▶ Brief: Would you restate word for word the lines of the listing, beginning at the first and ending with the line that holds "pub fn is_loaded(self)"?

▶ Records shown:

use std::cell::{Cell, RefCell};
use std::rc::Rc;

/// Per-instance loading flag. Two instances of the same descriptor carry
/// independent states.
#[derive(Debug, Clone, Copy, PartialEq, Eq, Default)]
pub enum LoadState {
    #[default]
    Loading,
    Loaded,
}

impl LoadState {
    pub fn is_loaded(self) -> bool {
        matches!(self, LoadState::Loaded)
    }

    pub fn placeholder_visible(self) -> bool {
        !self.is_loaded()
    }

    pub fn content_opacity(self) -> f32 {
        if self.is_loaded() {
            1.0
        } else {
            0.0
        }
    }

    pub fn as_str(self) -> &'static str {
        match self {
            LoadState::Loading => "loading",
            LoadState::Loaded => "loaded",
        }
    }
}

/// Outcome of delivering a completion signal to a [`LoadLatch`].
#[derive(Debug, Clone, Copy, PartialEq, Eq)]
pub enum Completion {
    Transitioned,
    AlreadyLoaded,
    Detached,
}

type LoadedHook = Box<dyn FnOnce()>;

struct LatchInner {
    state: Cell<LoadState>,
    attached: Cell<bool>,
    on_loaded: RefCell<Option<LoadedHook>>,
}

/// Single-fire `Loading -> Loaded` latch shared between a view and the
/// completion callback of its embedding surface.
///
/// Once [`LoadLatch::detach`] has run, further signals are ignored and the
/// hook is dropped without being called.
#[derive(Clone)]
pub struct LoadLatch {
    inner: Rc<LatchInner>,
}

impl LoadLatch {
    pub fn new() -> Self {
        Self {
            inner: Rc::new(LatchInner {
                state: Cell::new(LoadState::Loading),
                attached: Cell::new(true),
                on_loaded: RefCell::new(None),
            }),
        }
    }

    pub fn state(&self) -> LoadState {
        self.inner.state.get()
    }

    pub fn is_attached(&self) -> bool {
        self.inner.attached.get()
    }

    /// Registers the transition hook, replacing any previous one. Runs it
    /// immediately if the signal already arrived.
    pub fn on_loaded<F>(&self, hook: F)
    where
        F: FnOnce() + 'static,
    {
        if !self.is_attached() {
            return;
        }
        if self.state().is_loaded() {
            hook();
            return;
        }
        *self.inner.on_loaded.borrow_mut() = Some(Box::new(hook));
    }

    pub fn complete(&self) -> Completion {
        if !self.is_attached() {
            return Completion::Detached;
        }
        if self.state().is_loaded() {
            return Completion::AlreadyLoaded;
        }
        self.inner.state.set(LoadState::Loaded);
        let hook = self.inner.on_loaded.borrow_mut().take();
        if let Some(hook) = hook {
            hook();
        }
        Completion::Transitioned
    }

    pub fn detach(&self) {
        self.inner.attached.set(false);
        self.inner.on_loaded.borrow_mut().take();
    }
}

impl Default for LoadLatch {
    fn default() -> Self {
        Self::new()
    }
}

impl PartialEq for LoadLatch {
    fn eq(&self, other: &Self) -> bool {
        Rc::ptr_eq(&self.inner, &other.inner)
    }
}

impl std::fmt::Debug for LoadLatch {
    fn fmt(&self, f: &mut std::fmt::Formatter<'_>) -> std::fmt::Result {
        f.debug_struct("LoadLatch")
            .field("state", &self.state())
            .field("attached", &self.is_attached())
            .finish()
    }
}
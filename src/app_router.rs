use coursesite_core::catalog::{page_by_id, CatalogEntry};

#[derive(Clone, Copy, Debug, PartialEq, Eq)]
pub(crate) enum Route {
    Home,
    Page(&'static CatalogEntry),
    NotFound,
}

impl Route {
    pub(crate) fn href(&self) -> String {
        match self {
            Route::Home | Route::NotFound => "#/".to_string(),
            Route::Page(entry) => format!("#/{}", encode_hash_value(entry.id)),
        }
    }
}

pub(crate) fn current_route() -> Route {
    let Some(window) = web_sys::window() else {
        return Route::Home;
    };
    let hash = window.location().hash().unwrap_or_default();
    parse_route(&hash)
}

pub(crate) fn parse_route(hash: &str) -> Route {
    let raw = hash.trim().trim_start_matches('#').trim();
    let raw = raw.trim_start_matches('/').trim_end_matches('/').trim();
    if raw.is_empty() {
        return Route::Home;
    }
    let decoded = decode_hash_value(raw);
    match page_by_id(&decoded) {
        Some(entry) => Route::Page(entry),
        None => Route::NotFound,
    }
}

/// Ids are free-form, so spaces and slashes are escaped in the hash segment.
fn encode_hash_value(value: &str) -> String {
    String::from(js_sys::encode_uri_component(value))
}

fn decode_hash_value(value: &str) -> String {
    js_sys::decode_uri_component(value)
        .ok()
        .and_then(|decoded| decoded.as_string())
        .unwrap_or_else(|| value.to_string())
}
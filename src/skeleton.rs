use yew::prelude::*;

const LINE_WIDTHS: &[u32] = &[92, 78, 85, 64, 71];

#[derive(Properties, PartialEq)]
pub(crate) struct SkeletonProps {
    #[prop_or(3)]
    pub(crate) lines: usize,
    /// Draws a large block above the lines, for scene-shaped content.
    #[prop_or_default]
    pub(crate) block: bool,
    #[prop_or_default]
    pub(crate) label: Option<AttrValue>,
}

#[function_component(Skeleton)]
pub(crate) fn skeleton(props: &SkeletonProps) -> Html {
    let block = if props.block {
        html! { <div class="skeleton-block skeleton-shimmer"></div> }
    } else {
        html! {}
    };
    let lines: Html = (0..props.lines)
        .map(|index| {
            let width = LINE_WIDTHS[index % LINE_WIDTHS.len()];
            html! {
                <div
                    class="skeleton-line skeleton-shimmer"
                    style={format!("width: {width}%;")}
                ></div>
            }
        })
        .collect();
    let label = match props.label.as_ref() {
        Some(text) if !text.trim().is_empty() => {
            html! { <p class="skeleton-label">{ text.clone() }</p> }
        }
        _ => html! {},
    };
    html! {
        <div class="skeleton">
            {block}
            {lines}
            {label}
        </div>
    }
}
pub mod catalog;
pub mod load;
pub mod preload;
pub mod resource;

pub use catalog::{CatalogEntry, COURSE_TAGLINE, COURSE_TITLE, HERO_RESOURCE_ID, RESOURCE_CATALOG};
pub use load::{Completion, LoadLatch, LoadState};
pub use preload::{PreloadRegistry, PreloadReport};
pub use resource::{DescriptorError, ResourceDescriptor, ResourceId, ResourceKind};
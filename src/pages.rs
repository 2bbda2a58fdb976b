use coursesite_core::catalog::{self, page_entries, CatalogEntry};
use coursesite_core::{COURSE_TAGLINE, COURSE_TITLE};
use yew::prelude::*;

use crate::app::SiteContext;
use crate::app_router::Route;
use crate::embedded_view::EmbeddedResourceView;

/// Entry page. Every mount asks the coordinator to warm the page resources;
/// the registry makes repeat visits free.
#[function_component(HomePage)]
pub(crate) fn home_page() -> Html {
    let site = use_context::<SiteContext>();
    use_effect_with((), move |_| {
        match site {
            Some(site) => {
                site.preload.ensure_preloaded(&catalog::preload_descriptors());
            }
            None => gloo::console::warn!("home mounted without site context, preload skipped"),
        }
        || ()
    });

    let hero = match catalog::hero_entry().and_then(|entry| Some((entry, entry.descriptor()?))) {
        Some((entry, descriptor)) => html! {
            <EmbeddedResourceView
                key={entry.id}
                descriptor={descriptor}
                title={AttrValue::Static(entry.title)}
                height={entry.height}
            />
        },
        None => html! {},
    };
    let tagline = if COURSE_TAGLINE.is_empty() {
        html! {}
    } else {
        html! { <p class="hero-tagline">{ COURSE_TAGLINE }</p> }
    };
    let cards: Html = page_entries()
        .map(|entry| {
            html! {
                <li class="page-card">
                    <a href={Route::Page(entry).href()}>{ entry.title }</a>
                </li>
            }
        })
        .collect();
    html! {
        <section class="home">
            <header class="hero">
                <h1 class="hero-title">{ COURSE_TITLE }</h1>
                {tagline}
            </header>
            <div class="hero-scene">{hero}</div>
            <ul class="page-cards">{cards}</ul>
        </section>
    }
}

#[derive(Properties, PartialEq)]
pub(crate) struct ResourcePageProps {
    pub(crate) entry: &'static CatalogEntry,
}

#[function_component(ResourcePage)]
pub(crate) fn resource_page(props: &ResourcePageProps) -> Html {
    let entry = props.entry;
    let body = match entry.descriptor() {
        Some(descriptor) => html! {
            <EmbeddedResourceView
                key={entry.id}
                descriptor={descriptor}
                title={AttrValue::Static(entry.title)}
                height={entry.height}
            />
        },
        None => {
            gloo::console::warn!("catalog entry rejected", entry.id);
            html! { <p class="page-error">{ "This page is unavailable." }</p> }
        }
    };
    html! {
        <section class="resource-page">
            <h1>{ entry.title }</h1>
            {body}
        </section>
    }
}

#[function_component(NotFoundPage)]
pub(crate) fn not_found_page() -> Html {
    html! {
        <section class="not-found">
            <h1>{ "Page not found" }</h1>
            <a href={Route::Home.href()}>{ "Back to the course home" }</a>
        </section>
    }
}
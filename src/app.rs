use std::rc::Rc;

use coursesite_core::catalog::page_entries;
use coursesite_core::COURSE_TITLE;
use gloo::events::EventListener;
use yew::prelude::*;

use crate::app_router::{self, Route};
use crate::pages::{HomePage, NotFoundPage, ResourcePage};
use crate::preload::{PreloadCoordinator, PreloadHost};

/// App-scoped services handed to pages through a Yew context.
#[derive(Clone)]
pub(crate) struct SiteContext {
    pub(crate) preload: Rc<PreloadCoordinator>,
}

impl SiteContext {
    pub(crate) fn new() -> Self {
        Self {
            preload: PreloadCoordinator::new(),
        }
    }
}

impl PartialEq for SiteContext {
    fn eq(&self, other: &Self) -> bool {
        Rc::ptr_eq(&self.preload, &other.preload)
    }
}

#[derive(Properties, PartialEq)]
struct NavBarProps {
    current: Route,
}

#[function_component(NavBar)]
fn nav_bar(props: &NavBarProps) -> Html {
    let link = |route: Route, label: &'static str| {
        let active = route == props.current;
        html! {
            <a
                class={classes!("nav-link", active.then_some("active"))}
                href={route.href()}
                aria-current={active.then_some("page")}
            >
                { label }
            </a>
        }
    };
    let page_links: Html = page_entries()
        .map(|entry| link(Route::Page(entry), entry.title))
        .collect();
    html! {
        <nav class="site-nav">
            {link(Route::Home, COURSE_TITLE)}
            <div class="nav-pages">{page_links}</div>
        </nav>
    }
}

#[function_component(App)]
pub(crate) fn app() -> Html {
    let site = use_memo((), |_| SiteContext::new());
    let route = use_state(app_router::current_route);
    {
        let route = route.clone();
        use_effect_with((), move |_| {
            let listener = web_sys::window().map(|window| {
                EventListener::new(&window, "hashchange", move |_| {
                    let next = app_router::current_route();
                    gloo::console::log!("route", next.href());
                    route.set(next);
                })
            });
            move || drop(listener)
        });
    }

    let current = *route;
    let page = match current {
        Route::Home => html! { <HomePage /> },
        Route::Page(entry) => html! { <ResourcePage key={entry.id} entry={entry} /> },
        Route::NotFound => html! { <NotFoundPage /> },
    };
    html! {
        <ContextProvider<SiteContext> context={(*site).clone()}>
            <NavBar current={current} />
            <main class="site-main">{page}</main>
            <footer class="site-footer">{ COURSE_TITLE }</footer>
            <PreloadHost />
        </ContextProvider<SiteContext>>
    }
}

▶ Answer section:
use std::cell::{Cell, RefCell};
use std::rc::Rc;

/// Per-instance loading flag. Two instances of the same descriptor carry
/// independent states.
#[derive(Debug, Clone, Copy, PartialEq, Eq, Default)]
pub enum LoadState {
    #[default]
    Loading,
    Loaded,
}

impl LoadState {
    pub fn is_loaded(self) -> bool {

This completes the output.